SFEBES2022 Poster Presentations Neuroendocrinology and Pituitary (72 abstracts)
Bradford Royal Infirmary, Bradford, United Kingdom
A 69-year-old lady presented to the ophthalmologists in view of a right 6th cranial nerve palsy and headache. Neuroimaging showed a central and right sided base of skull tumour with involvement of multiple cranial nerves (3rd, 4th, 6th). An endoscopic biopsy was inconclusive. She presented to the medical team few days later with drowsiness, lethargy, and her sodium was found to be 117 mmol/l with a potassium of 5.5 mmol/l. Serum osmolality was 267 mOsm/kg, urine osmolality was 559 mOsm/kg and urinary sodium was 46 mmol/l. Thyroid function tests and cortisol levels were not done at this time. She was on amitriptyline, and the hyponatraemia was attributed to the drug, and this was stopped. She was managed as SIADH with fluid restriction, and thereafter her sodium improved to 125 mmol/l and she was discharged. She presented 48 hours later with reduced mobility.

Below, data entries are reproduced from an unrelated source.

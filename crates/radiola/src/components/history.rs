//! History: songs heard this session, newest first.

use ratatui::crossterm::event::{KeyCode, KeyEvent, MouseEvent, MouseEventKind};
use ratatui::{
    layout::Rect,
    style::{Modifier, Style},
    text::{Line, Span},
    widgets::Paragraph,
    Frame,
};

use crate::{
    action::{Action, ComponentId},
    app_state::AppState,
    component::Component,
    components::now_playing::rating_marks,
    theme::{C_MUTED, C_PLAYING, C_PRIMARY, C_SECONDARY, C_SELECTION_BG},
    widgets::pane_chrome::pane_chrome,
};

pub struct History {
    selected: usize,
    scroll_offset: usize,
}

impl History {
    pub fn new() -> Self {
        Self {
            selected: 0,
            scroll_offset: 0,
        }
    }

    fn clamp(&mut self, total: usize, height: usize) {
        if self.selected >= total {
            self.selected = total.saturating_sub(1);
        }
        if self.selected < self.scroll_offset {
            self.scroll_offset = self.selected;
        } else if height > 0 && self.selected >= self.scroll_offset + height {
            self.scroll_offset = self.selected + 1 - height;
        }
    }
}

impl Component for History {
    fn id(&self) -> ComponentId {
        ComponentId::History
    }

    fn handle_key(&mut self, key: KeyEvent, state: &AppState) -> Vec<Action> {
        let total = state.player.history.len();
        match key.code {
            KeyCode::Up | KeyCode::Char('k') => self.selected = self.selected.saturating_sub(1),
            KeyCode::Down | KeyCode::Char('j') => {
                self.selected = (self.selected + 1).min(total.saturating_sub(1))
            }
            KeyCode::Home | KeyCode::Char('g') => self.selected = 0,
            KeyCode::End | KeyCode::Char('G') => self.selected = total.saturating_sub(1),
            KeyCode::Enter => {
                // newest first on screen
                let song = total
                    .checked_sub(self.selected + 1)
                    .and_then(|i| state.player.history.get(i));
                if let Some(song) = song {
                    return vec![Action::CopyToClipboard(song.display())];
                }
            }
            _ => {}
        }
        vec![]
    }

    fn handle_mouse(&mut self, event: MouseEvent, _area: Rect, state: &AppState) -> Vec<Action> {
        let total = state.player.history.len();
        match event.kind {
            MouseEventKind::ScrollUp => self.selected = self.selected.saturating_sub(1),
            MouseEventKind::ScrollDown => {
                self.selected = (self.selected + 1).min(total.saturating_sub(1))
            }
            _ => {}
        }
        vec![]
    }

    fn on_action(&mut self, action: &Action, _state: &AppState) -> Vec<Action> {
        // jump back to the newest song when playback moves on
        if matches!(action, Action::Next | Action::PlayStation(_)) {
            self.selected = 0;
            self.scroll_offset = 0;
        }
        vec![]
    }

    fn draw(&mut self, frame: &mut Frame, area: Rect, focused: bool, state: &AppState) {
        let block = pane_chrome("history", focused, None);
        let inner = block.inner(area);
        frame.render_widget(block, area);

        let history = &state.player.history;
        if history.is_empty() {
            frame.render_widget(
                Paragraph::new(Span::styled("  no songs yet", Style::default().fg(C_MUTED))),
                inner,
            );
            return;
        }
        let height = inner.height as usize;
        self.clamp(history.len(), height);
        let current = state.current_song().map(|s| s.index);

        let lines: Vec<Line> = history
            .iter()
            .rev()
            .enumerate()
            .skip(self.scroll_offset)
            .take(height)
            .map(|(i, song)| {
                let is_current = Some(song.index) == current;
                let mut style = Style::default().fg(if is_current { C_PLAYING } else { C_PRIMARY });
                if i == self.selected && focused {
                    style = style.bg(C_SELECTION_BG).add_modifier(Modifier::BOLD);
                }
                let mut spans = vec![
                    Span::styled(
                        format!(" {} ", song.started_at.format("%H:%M")),
                        Style::default().fg(C_MUTED),
                    ),
                    Span::styled(song.display(), style),
                ];
                spans.extend(rating_marks(song));
                if !song.album.is_empty() {
                    spans.push(Span::styled(
                        format!("  {}", song.album),
                        Style::default().fg(C_SECONDARY),
                    ));
                }
                Line::from(spans)
            })
            .collect();
        frame.render_widget(Paragraph::new(lines), inner);
    }
}
//! Shared, persisted view of [`Config`].
//!
//! Plugins get a [`SettingsHandle`] scoped to their own `[plugins.<name>]`
//! table.  Every mutation rewrites the config file.

use serde::de::DeserializeOwned;
use serde::Serialize;
use std::path::{Path, PathBuf};
use std::sync::{Arc, Mutex, MutexGuard};
use tracing::warn;

use crate::config::{Config, PluginSettings};

#[derive(Clone)]
pub struct SettingsStore {
    inner: Arc<Mutex<Config>>,
    path: PathBuf,
}

impl SettingsStore {
    pub fn new(config: Config, path: PathBuf) -> Self {
        Self {
            inner: Arc::new(Mutex::new(config)),
            path,
        }
    }

    pub fn load(path: &Path) -> anyhow::Result<Self> {
        let config = Config::load_from(path)?;
        Ok(Self::new(config, path.to_path_buf()))
    }

    pub fn path(&self) -> &Path {
        &self.path
    }

    /// Snapshot of the whole configuration.
    pub fn config(&self) -> Config {
        self.lock().clone()
    }

    /// Mutates the configuration and persists it.
    pub fn update<R>(&self, f: impl FnOnce(&mut Config) -> R) -> anyhow::Result<R> {
        let mut config = self.lock();
        let result = f(&mut config);
        config.save_to(&self.path)?;
        Ok(result)
    }

    /// Plugin names that have a stored entry.
    pub fn plugin_names(&self) -> Vec<String> {
        self.lock().plugins.keys().cloned().collect()
    }

    pub fn plugin(&self, name: &str, default_enabled: bool) -> SettingsHandle {
        SettingsHandle {
            store: self.clone(),
            name: name.to_string(),
            default_enabled,
        }
    }

    fn lock(&self) -> MutexGuard<'_, Config> {
        self.inner.lock().unwrap_or_else(|poisoned| poisoned.into_inner())
    }
}

/// Settings of one plugin.
#[derive(Clone)]
pub struct SettingsHandle {
    store: SettingsStore,
    name: String,
    default_enabled: bool,
}

impl SettingsHandle {
    pub fn name(&self) -> &str {
        &self.name
    }

    pub fn enabled(&self) -> bool {
        self.store
            .lock()
            .plugins
            .get(&self.name)
            .map(|p| p.enabled)
            .unwrap_or(self.default_enabled)
    }

    pub fn set_enabled(&self, enabled: bool) -> anyhow::Result<()> {
        let default_enabled = self.default_enabled;
        self.store.update(|config| {
            config
                .plugins
                .entry(self.name.clone())
                .or_insert_with(|| PluginSettings {
                    enabled: default_enabled,
                    data: String::new(),
                })
                .enabled = enabled;
        })
    }

    /// Raw JSON blob, empty when never written.
    pub fn data(&self) -> String {
        self.store
            .lock()
            .plugins
            .get(&self.name)
            .map(|p| p.data.clone())
            .unwrap_or_default()
    }

    pub fn set_data(&self, data: &str) -> anyhow::Result<()> {
        let default_enabled = self.default_enabled;
        self.store.update(|config| {
            config
                .plugins
                .entry(self.name.clone())
                .or_insert_with(|| PluginSettings {
                    enabled: default_enabled,
                    data: String::new(),
                })
                .data = data.to_string();
        })
    }

    pub fn reset_data(&self) -> anyhow::Result<()> {
        self.store.update(|config| {
            if let Some(p) = config.plugins.get_mut(&self.name) {
                p.data.clear();
            }
        })
    }

    /// Decodes the blob, falling back to `T::default()` when it is empty or
    /// unreadable.
    pub fn load_data<T: DeserializeOwned + Default>(&self) -> T {
        let raw = self.data();
        if raw.is_empty() {
            return T::default();
        }
        match serde_json::from_str(&raw) {
            Ok(value) => value,
            Err(e) => {
                warn!("Ignoring unreadable settings for plugin {}: {}", self.name, e);
                T::default()
            }
        }
    }

    pub fn store_data<T: Serialize>(&self, value: &T) -> anyhow::Result<()> {
        let raw = serde_json::to_string(value)?;
        self.set_data(&raw)
    }
}

#[cfg(test)]
mod tests {
    use super::*;
    use serde::Deserialize;

    #[derive(Debug, Default, PartialEq, Serialize, Deserialize)]
    struct Prefs {
        #[serde(default)]
        level: String,
    }

    fn store() -> (tempfile::TempDir, SettingsStore) {
        let dir = tempfile::tempdir().unwrap();
        let path = dir.path().join("config.toml");
        let store = SettingsStore::load(&path).unwrap();
        (dir, store)
    }

    #[test]
    fn unknown_plugin_uses_default_enabled() {
        let (_dir, store) = store();
        assert!(store.plugin("journald_logging", true).enabled());
        assert!(!store.plugin("mpris", false).enabled());
        assert!(store.plugin_names().is_empty());
    }

    #[test]
    fn enabled_flag_persists_across_reload() {
        let (dir, store) = store();
        store.plugin("mpris", false).set_enabled(true).unwrap();

        let reloaded = SettingsStore::load(&dir.path().join("config.toml")).unwrap();
        assert!(reloaded.plugin("mpris", false).enabled());
        assert_eq!(reloaded.plugin_names(), vec!["mpris".to_string()]);
    }

    #[test]
    fn data_blob_round_trip_and_reset() {
        let (_dir, store) = store();
        let handle = store.plugin("journald_logging", true);
        assert_eq!(handle.load_data::<Prefs>(), Prefs::default());

        handle
            .store_data(&Prefs {
                level: "debug".into(),
            })
            .unwrap();
        assert_eq!(handle.load_data::<Prefs>().level, "debug");
        // writing data must not flip the default enabled flag
        assert!(handle.enabled());

        handle.reset_data().unwrap();
        assert_eq!(handle.data(), "");
    }

    #[test]
    fn garbage_blob_falls_back_to_default() {
        let (_dir, store) = store();
        let handle = store.plugin("notify", false);
        handle.set_data("{not json").unwrap();
        assert_eq!(handle.load_data::<Prefs>(), Prefs::default());
    }
}
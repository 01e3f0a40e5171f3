//! MPRIS2 remote control over the session bus.

mod service;

use async_trait::async_trait;
use tokio::sync::broadcast::error::RecvError;
use tokio::task::JoinHandle;
use tracing::{debug, warn};

use radiola_core::settings::SettingsHandle;

use crate::plugin::{Plugin, PluginContext, PluginError};
use crate::window::{Window, WindowEvent};

use service::{to_mpris_volume, PlayerIface, PlaylistsIface, RootIface, BUS_NAME, OBJECT_PATH};

pub struct MprisPlugin {
    window: Window,
    conn: Option<zbus::Connection>,
    task: Option<JoinHandle<()>>,
}

impl MprisPlugin {
    pub fn create(ctx: &PluginContext) -> Box<dyn Plugin> {
        Box::new(Self {
            window: ctx.window.clone(),
            conn: None,
            task: None,
        })
    }
}

#[async_trait]
impl Plugin for MprisPlugin {
    fn name(&self) -> &'static str {
        "mpris"
    }

    fn description(&self) -> &'static str {
        "Allows control with external programs"
    }

    fn default_enabled(&self) -> bool {
        true
    }

    async fn prepare(&mut self, _settings: &SettingsHandle) -> Result<(), PluginError> {
        zbus::Connection::session().await.map(drop).map_err(|e| {
            warn!("No session bus for MPRIS: {}", e);
            PluginError::Unavailable("D-Bus session bus not available".into())
        })
    }

    async fn enable(&mut self, _settings: &SettingsHandle) -> anyhow::Result<()> {
        let conn = zbus::connection::Builder::session()?
            .name(BUS_NAME)?
            .serve_at(
                OBJECT_PATH,
                RootIface {
                    window: self.window.clone(),
                },
            )?
            .serve_at(OBJECT_PATH, PlayerIface::new(self.window.clone()).await)?
            .serve_at(
                OBJECT_PATH,
                PlaylistsIface {
                    window: self.window.clone(),
                },
            )?
            .build()
            .await?;
        debug!("MPRIS service registered as {}", BUS_NAME);

        let mut events = self.window.subscribe();
        let window = self.window.clone();
        let task_conn = conn.clone();
        self.task = Some(tokio::spawn(async move {
            loop {
                let evt = match events.recv().await {
                    Ok(evt) => evt,
                    Err(RecvError::Lagged(_)) => continue,
                    Err(RecvError::Closed) => break,
                };
                if let Err(e) = forward(&task_conn, &window, evt).await {
                    warn!("MPRIS signal failed: {}", e);
                }
            }
        }));
        self.conn = Some(conn);
        Ok(())
    }

    async fn disable(&mut self) -> anyhow::Result<()> {
        if let Some(task) = self.task.take() {
            task.abort();
        }
        // dropping the connection releases the bus name
        self.conn = None;
        Ok(())
    }
}

/// Translate window events into `PropertiesChanged` and playlist signals.
async fn forward(conn: &zbus::Connection, window: &Window, evt: WindowEvent) -> zbus::Result<()> {
    let server = conn.object_server();
    match evt {
        WindowEvent::MetadataChanged(song) => {
            let is_current = window
                .current_song()
                .await
                .is_some_and(|current| current.index == song.index);
            if is_current {
                let iface = server.interface::<_, PlayerIface>(OBJECT_PATH).await?;
                iface.get().await.metadata_changed(iface.signal_context()).await?;
            }
        }
        WindowEvent::PlayStateChanged(status) => {
            let iface = server.interface::<_, PlayerIface>(OBJECT_PATH).await?;
            let mut player = iface.get_mut().await;
            if player.status.mpris_label() != status.mpris_label() {
                player.status = status;
                player.playback_status_changed(iface.signal_context()).await?;
            } else {
                player.status = status;
            }
        }
        WindowEvent::VolumeChanged(linear) => {
            let volume = to_mpris_volume(linear);
            let iface = server.interface::<_, PlayerIface>(OBJECT_PATH).await?;
            let mut player = iface.get_mut().await;
            if (player.volume - volume).abs() > f64::EPSILON {
                player.volume = volume;
                player.volume_changed(iface.signal_context()).await?;
            }
        }
        WindowEvent::StationChanged(station) => {
            let iface = server.interface::<_, PlaylistsIface>(OBJECT_PATH).await?;
            iface.get().await.active_playlist_changed(iface.signal_context()).await?;
            if let Some(playlist) = service::playlist(&station) {
                PlaylistsIface::playlist_changed(iface.signal_context(), playlist).await?;
            }
        }
        WindowEvent::StationsChanged => {
            let iface = server.interface::<_, PlaylistsIface>(OBJECT_PATH).await?;
            iface.get().await.playlist_count_changed(iface.signal_context()).await?;
        }
        _ => {}
    }
    Ok(())
}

This time her random cortisol was 147nmol/l, with a low FT4 of 6.0 pmo/l, and low TSH of 0.06 mIU/l. Prolactin levels were normal. Her FSH was unusually low at 1.8 IU/l and her LH was < 0.2 IU/l despite her post-menopausal status. A clinical diagnosis of hypopituitarism was made and she was prescribed stress doses of oral steroids, but she had a cardiac arrest shortly thereafter probably secondary to the adrenal insufficiency, and was intubated. After improvement and stabilisation, she was kept on oral hydrocortisone for possible secondary adrenal insufficiency. Transnasal biopsy of the tumour done some weeks later suggested a lymphoma. MRI of the pituitary showed that the enhancing tumour was involving the cavernous sinus on the right and was inseparable from the pituitary gland, the stalk remained central and was not thickened. The pituitary gland was not enlarged. She is currently on chemotherapy which includes dexamethasone.